If you're thinking this can't get any worse, and that these supposedly smart people can't make ANY MORE STUPID DECISIONS, you're wrong. Dren magically morphs from female to male, kills Clive, and rapes Elsa. Faced with boyfriendlessness, Elsa kills Dren.

Cut to the evil mega-corporation offering Elsa many, many, many dollars to continue her experiments and WHAT IS THIS?! She's pregnant with what can only be a partial human, partial animal, completely un-natural THING.

Rosemary would be proud.

How does Splice rate on the 3 elements?
  • Plausibility = fair
  • Humanistic critique = needs improvement, too reactionary
  • Prediction for the future = oh yes definitely implied, VERY strongly
You can watch the trailer here:


Next, I bring you Hollow Man.

Hollowman is a sort of remake of The Invisible Man with less, "I shouldn't have tempted God's wrath" and more, "I would have gotten away with it if it weren't for you rotten kids."

The question at the heart of the story stays the same, "what would you do if no one were looking?" but, the focus has shifted away form the guilty feeling from going against God's will towards a more self-centered depression at not getting away with more.

A couple of scientists are experimenting with genetics and DNA and making animals become invisible with the endless funding of some evil corporation. (This sounds familiar, right?)

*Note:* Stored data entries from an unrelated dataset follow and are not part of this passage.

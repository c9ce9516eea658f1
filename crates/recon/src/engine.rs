use std::collections::BTreeMap;

use crate::config::CheckConfig;
use crate::error::CheckError;
use crate::hierarchy::{build_hierarchy, HierarchyOutput};
use crate::model::{CheckInput, CheckMeta, CheckResult, CheckSummary, Verdict};
use crate::reconcile::{reconcile, ReconcileOutput};
use crate::reference::build_reference_list;

/// Run one verification pass: build the reference list, reconstruct the
/// report hierarchy anchored on the list's parent keys, reconcile, and
/// return findings plus the fill annotations for the caller to apply.
pub fn run(config: &CheckConfig, input: &CheckInput) -> Result<CheckResult, CheckError> {
    config.validate()?;

    let reference = build_reference_list(&input.parts_list, &config.parts_list);
    let hierarchy = build_hierarchy(&input.report, &config.report, &reference.parents);
    let reconciled = reconcile(
        &hierarchy.buckets,
        &reference,
        &input.report,
        &config.report,
        &config.policy,
    );

    let summary = compute_summary(&hierarchy, &reconciled);

    Ok(CheckResult {
        meta: CheckMeta {
            config_name: config.name.clone(),
            report_sheet: config.sheets.report.clone(),
            parts_sheet: config.sheets.parts_list.clone(),
            engine_version: env!("CARGO_PKG_VERSION").to_string(),
            run_at: chrono::Utc::now().to_rfc3339(),
        },
        summary,
        findings: reconciled.findings,
        orphans: hierarchy.orphans,
        fills: reconciled.fills,
    })
}

fn compute_summary(hierarchy: &HierarchyOutput, reconciled: &ReconcileOutput) -> CheckSummary {
    let mut reason_counts: BTreeMap<String, usize> = BTreeMap::new();
    let mut passed = 0;
    let mut failed = 0;
    for finding in &reconciled.findings {
        match finding.verdict {
            Verdict::Pass => passed += 1,
            Verdict::Fail => failed += 1,
        }
        *reason_counts.entry(finding.reason.to_string()).or_insert(0) += 1;
    }

    CheckSummary {
        parents_seen: hierarchy.buckets.len(),
        children_checked: reconciled.findings.len(),
        passed,
        failed,
        orphan_rows: hierarchy.orphans.len(),
        dangling_alternate_rows: hierarchy.dangling_alternate_rows.len(),
        cells_annotated: reconciled.fills.len(),
        reason_counts,
    }
}

#[cfg(test)]
mod tests {
    use super::*;
    use crate::model::SheetGrid;

    /// Report grid from (part, level, category, alt, qty) rows, row 2 first.
    fn report(rows: &[(&str, &str, &str, &str, &str)]) -> SheetGrid {
        let config = CheckConfig::default();
        let cols = &config.report;
        let mut g = SheetGrid::new("Report Data");
        for (i, (part, level, category, alt, qty)) in rows.iter().enumerate() {
            let row = i as u32 + 2;
            g.set_cell(row, cols.part, *part);
            g.set_cell(row, cols.level, *level);
            g.set_cell(row, cols.category, *category);
            g.set_cell(row, cols.alt_label, *alt);
            g.set_cell(row, cols.qty, *qty);
        }
        g
    }

    /// Parts-list grid from (key, desc, qty) rows, row 2 first.
    fn parts_list(rows: &[(&str, &str, &str)]) -> SheetGrid {
        let config = CheckConfig::default();
        let cols = &config.parts_list;
        let mut g = SheetGrid::new("EPL Data");
        for (i, (key, desc, qty)) in rows.iter().enumerate() {
            let row = i as u32 + 2;
            g.set_cell(row, cols.key, *key);
            g.set_cell(row, cols.desc, *desc);
            g.set_cell(row, cols.qty, *qty);
        }
        g
    }

    #[test]
    fn clean_pass_run() {
        let input = CheckInput {
            report: report(&[
                ("P1", "0", "", "", ""),
                ("C1", "1", "", "", "4"),
            ]),
            parts_list: parts_list(&[
                ("P1", "", ""),
                ("C1", "bolt", "4"),
            ]),
        };
        let result = run(&CheckConfig::default(), &input).unwrap();

        assert_eq!(result.summary.parents_seen, 1);
        assert_eq!(result.summary.children_checked, 1);
        assert_eq!(result.summary.passed, 1);
        assert_eq!(result.summary.failed, 0);
        assert_eq!(result.summary.orphan_rows, 0);
        assert_eq!(result.summary.cells_annotated, 1);
        assert_eq!(result.summary.reason_counts["qty_equal"], 1);
        assert_eq!(result.fills.len(), 1);
        assert_eq!(result.fills[0].verdict, Verdict::Pass);
    }

    #[test]
    fn invalid_config_is_rejected_before_any_work() {
        let mut config = CheckConfig::default();
        config.report.qty = config.report.part;

        let input = CheckInput {
            report: report(&[]),
            parts_list: parts_list(&[]),
        };
        let err = run(&config, &input).unwrap_err();
        assert!(matches!(err, CheckError::ConfigValidation(_)));
    }

    #[test]
    fn result_serializes_with_snake_case_tags() {
        let input = CheckInput {
            report: report(&[
                ("P1", "0", "", "", ""),
                ("C1", "1", "", "", "4"),
                ("C2", "1", "", "", "9"),
            ]),
            parts_list: parts_list(&[
                ("P1", "", ""),
                ("C1", "bolt", "4"),
            ]),
        };
        let result = run(&CheckConfig::default(), &input).unwrap();
        let json = serde_json::to_value(&result).unwrap();

        assert_eq!(json["findings"][0]["verdict"], "pass");
        assert_eq!(json["findings"][0]["reason"], "qty_equal");
        assert_eq!(json["findings"][0]["route"], "direct");
        assert_eq!(json["findings"][1]["verdict"], "fail");
        assert_eq!(json["findings"][1]["reason"], "no_match");
        assert_eq!(json["meta"]["report_sheet"], "Report Data");
        assert!(json["meta"]["engine_version"].is_string());
    }

    #[test]
    fn meta_carries_config_name_and_sheets() {
        let mut config = CheckConfig::default();
        config.name = "weekly build check".into();

        let input = CheckInput {
            report: report(&[]),
            parts_list: parts_list(&[]),
        };
        let result = run(&config, &input).unwrap();
        assert_eq!(result.meta.config_name, "weekly build check");
        assert_eq!(result.meta.parts_sheet, "EPL Data");
        assert_eq!(result.summary.children_checked, 0);
    }
}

Their experiments are somewhat hampered by their breakup, personal baggage, and her (Elisabeth Shue) new relationship with another member of the team. In some fucking absurd, ego-maniacal moment, he (Kevin Bacon) uses himself as a test subject and become invisible.

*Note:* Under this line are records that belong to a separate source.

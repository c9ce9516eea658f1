//! CLI Exit Code Registry
//!
//! This is the single source of truth for all CLI exit codes.
//! Exit codes are part of the shell contract — scripts rely on them.
//!
//! # Exit Codes
//!
//! | Code | Meaning                                                    |
//! |------|------------------------------------------------------------|
//! | 0    | Success: every checked quantity matched, no orphans        |
//! | 1    | Verdict failures present (like diff(1))                    |
//! | 2    | CLI usage error (bad args, missing subcommand)             |
//! | 3    | Config unreadable, unparseable, or failing validation      |
//! | 4    | Workbook unreadable or a required sheet missing            |
//! | 5    | Verdicts clean but orphans / dangling alternate rows found |
//! | 6    | Annotation write-back failed (workbook left untouched)     |
//!
//! # Adding New Exit Codes
//!
//! 1. Add the constant below
//! 2. Document what triggers it
//! 3. Update the table above
//! 4. Wire it into the relevant command's error handling

// =============================================================================
// Universal (0-2)
// =============================================================================

/// Success - the check ran and every verdict passed.
pub const EXIT_SUCCESS: u8 = 0;

/// General error - unspecified failure.
/// Avoid using this; prefer a specific error code.
pub const EXIT_ERROR: u8 = 1;

/// Usage error - bad arguments, missing subcommand.
pub const EXIT_USAGE: u8 = 2;

// =============================================================================
// Check (1, 3-6)
// =============================================================================

/// Quantity verdict failures present.
/// Like `diff(1)`, exit 1 means "the sides differ."
pub const EXIT_CHECK_FAILED: u8 = 1;

/// Config file unreadable, unparseable, or rejected by validation.
pub const EXIT_INVALID_CONFIG: u8 = 3;

/// Workbook unreadable, or a configured sheet is not in the workbook.
pub const EXIT_WORKBOOK: u8 = 4;

/// Every verdict passed, but the report has structural orphans or
/// dangling alternate rows.
pub const EXIT_STRUCTURAL: u8 = 5;

/// Annotation write-back failed; the original workbook is untouched.
pub const EXIT_WRITE_BACK: u8 = 6;
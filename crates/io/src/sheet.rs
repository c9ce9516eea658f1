// Sheet extraction: calamine workbook -> engine grids

use std::fs::File;
use std::io::BufReader;
use std::path::Path;

use calamine::{open_workbook_auto, Data, Reader, Sheets};

use bomcheck_recon::config::CheckConfig;
use bomcheck_recon::model::{CheckInput, SheetGrid};

use crate::error::WorkbookError;

/// Load the two configured sheets into engine grids.
///
/// Both sheets are verified to exist before any cell is read; a missing
/// sheet is fatal and the error lists what the workbook actually has.
pub fn load_input(path: &Path, config: &CheckConfig) -> Result<CheckInput, WorkbookError> {
    let mut workbook: Sheets<_> = open_workbook_auto(path).map_err(|e| WorkbookError::Open {
        path: path.display().to_string(),
        detail: e.to_string(),
    })?;

    let available: Vec<String> = workbook.sheet_names().to_vec();
    for name in [&config.sheets.report, &config.sheets.parts_list] {
        if !available.iter().any(|n| n == name) {
            return Err(WorkbookError::MissingSheet {
                name: name.clone(),
                available,
            });
        }
    }

    let report = load_grid(&mut workbook, &config.sheets.report)?;
    let parts_list = load_grid(&mut workbook, &config.sheets.parts_list)?;
    Ok(CheckInput { report, parts_list })
}

fn load_grid(
    workbook: &mut Sheets<BufReader<File>>,
    name: &str,
) -> Result<SheetGrid, WorkbookError> {
    let range = workbook
        .worksheet_range(name)
        .map_err(|e| WorkbookError::Invalid(format!("cannot read sheet '{name}': {e}")))?;

    // Range start offset (data may not begin at A1); grid rows stay absolute.
    let (start_row, start_col) = range.start().unwrap_or((0, 0));

    let mut grid = SheetGrid::new(name);
    for (row_idx, row) in range.rows().enumerate() {
        for (col_idx, cell) in row.iter().enumerate() {
            let text = cell_text(cell);
            if text.is_empty() {
                continue;
            }
            grid.set_cell(
                start_row + row_idx as u32 + 1,
                start_col + col_idx as u32 + 1,
                text,
            );
        }
    }
    Ok(grid)
}

/// Render one calamine cell as grid text.
fn cell_text(cell: &Data) -> String {
    match cell {
        Data::Empty => String::new(),
        Data::String(s) => s.clone(),
        Data::Float(n) => {
            // Integers without decimals
            if n.fract() == 0.0 && n.abs() < 1e15 {
                format!("{}", *n as i64)
            } else {
                n.to_string()
            }
        }
        Data::Int(n) => n.to_string(),
        Data::Bool(b) => if *b { "TRUE" } else { "FALSE" }.to_string(),
        Data::Error(e) => format!("#{:?}", e),
        Data::DateTime(dt) => dt.as_f64().to_string(),
        Data::DateTimeIso(s) => s.clone(),
        Data::DurationIso(s) => s.clone(),
    }
}

#[cfg(test)]
mod tests {
    use super::*;
    use rust_xlsxwriter::Workbook as XlsxWorkbook;
    use tempfile::NamedTempFile;

    fn sample_workbook() -> NamedTempFile {
        let file = NamedTempFile::with_suffix(".xlsx").unwrap();
        let mut workbook = XlsxWorkbook::new();

        // Columns per default config: part=J, level=I, qty=N (0-based 9/8/13)
        let report = workbook.add_worksheet().set_name("Report Data").unwrap();
        report.write_string(1, 9, "P1").unwrap();
        report.write_number(1, 8, 0.0).unwrap();
        report.write_string(2, 9, "C1").unwrap();
        report.write_number(2, 8, 1.0).unwrap();
        report.write_number(2, 13, 4.0).unwrap();

        let parts = workbook.add_worksheet().set_name("EPL Data").unwrap();
        parts.write_string(1, 0, "P1").unwrap();
        parts.write_string(2, 0, "C1").unwrap();
        parts.write_string(2, 1, "bolt").unwrap();
        parts.write_number(2, 2, 4.0).unwrap();

        workbook.save(file.path()).unwrap();
        file
    }

    #[test]
    fn loads_grids_with_absolute_positions() {
        let file = sample_workbook();
        let config = CheckConfig::default();

        let input = load_input(file.path(), &config).unwrap();
        assert_eq!(input.report.name(), "Report Data");
        assert_eq!(input.parts_list.name(), "EPL Data");
        assert_eq!(input.report.cell(2, 10), "P1");
        assert_eq!(input.report.cell(3, 10), "C1");
        assert_eq!(input.parts_list.cell(3, 2), "bolt");
    }

    #[test]
    fn numeric_cells_render_without_trailing_zero() {
        let file = sample_workbook();
        let config = CheckConfig::default();

        let input = load_input(file.path(), &config).unwrap();
        assert_eq!(input.report.cell(3, 9), "1");
        assert_eq!(input.report.cell(3, 14), "4");
    }

    #[test]
    fn missing_sheet_is_fatal_and_lists_names() {
        let file = sample_workbook();
        let mut config = CheckConfig::default();
        config.sheets.report = "Weekly Report".to_string();

        let err = load_input(file.path(), &config).unwrap_err();
        match err {
            WorkbookError::MissingSheet { name, available } => {
                assert_eq!(name, "Weekly Report");
                assert!(available.contains(&"Report Data".to_string()));
                assert!(available.contains(&"EPL Data".to_string()));
            }
            other => panic!("unexpected error: {other}"),
        }
    }

    #[test]
    fn unreadable_path_is_an_open_error() {
        let config = CheckConfig::default();
        let err = load_input(Path::new("/nonexistent/book.xlsx"), &config).unwrap_err();
        assert!(matches!(err, WorkbookError::Open { .. }));
    }
}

Perhaps he missed a day in class or perhaps he didn't read his comics well enough but, SPOILER ALERT, there's literally no way this can end well for him.

Free from the watchful eye of society, Kevin Bacon romps around indulging his voyeuristic tendencies and molesting any woman he can get his invisible hands on. Gross.

Having no face and no obligation to societies' rules begins to make him a little bit crazy and things end in an exploding laboratory. Presumably, Elisabeth Shue and her new beau (Josh Brolin) live happily ever after.

How does Hollow Man rate on the 3 elements?
  • Plausibility = very, very, very, VERY low
  • Humanistic critique = needs significant improvement
  • Prediction for the future = none whatsoever aside from, "the military would do bad things with this."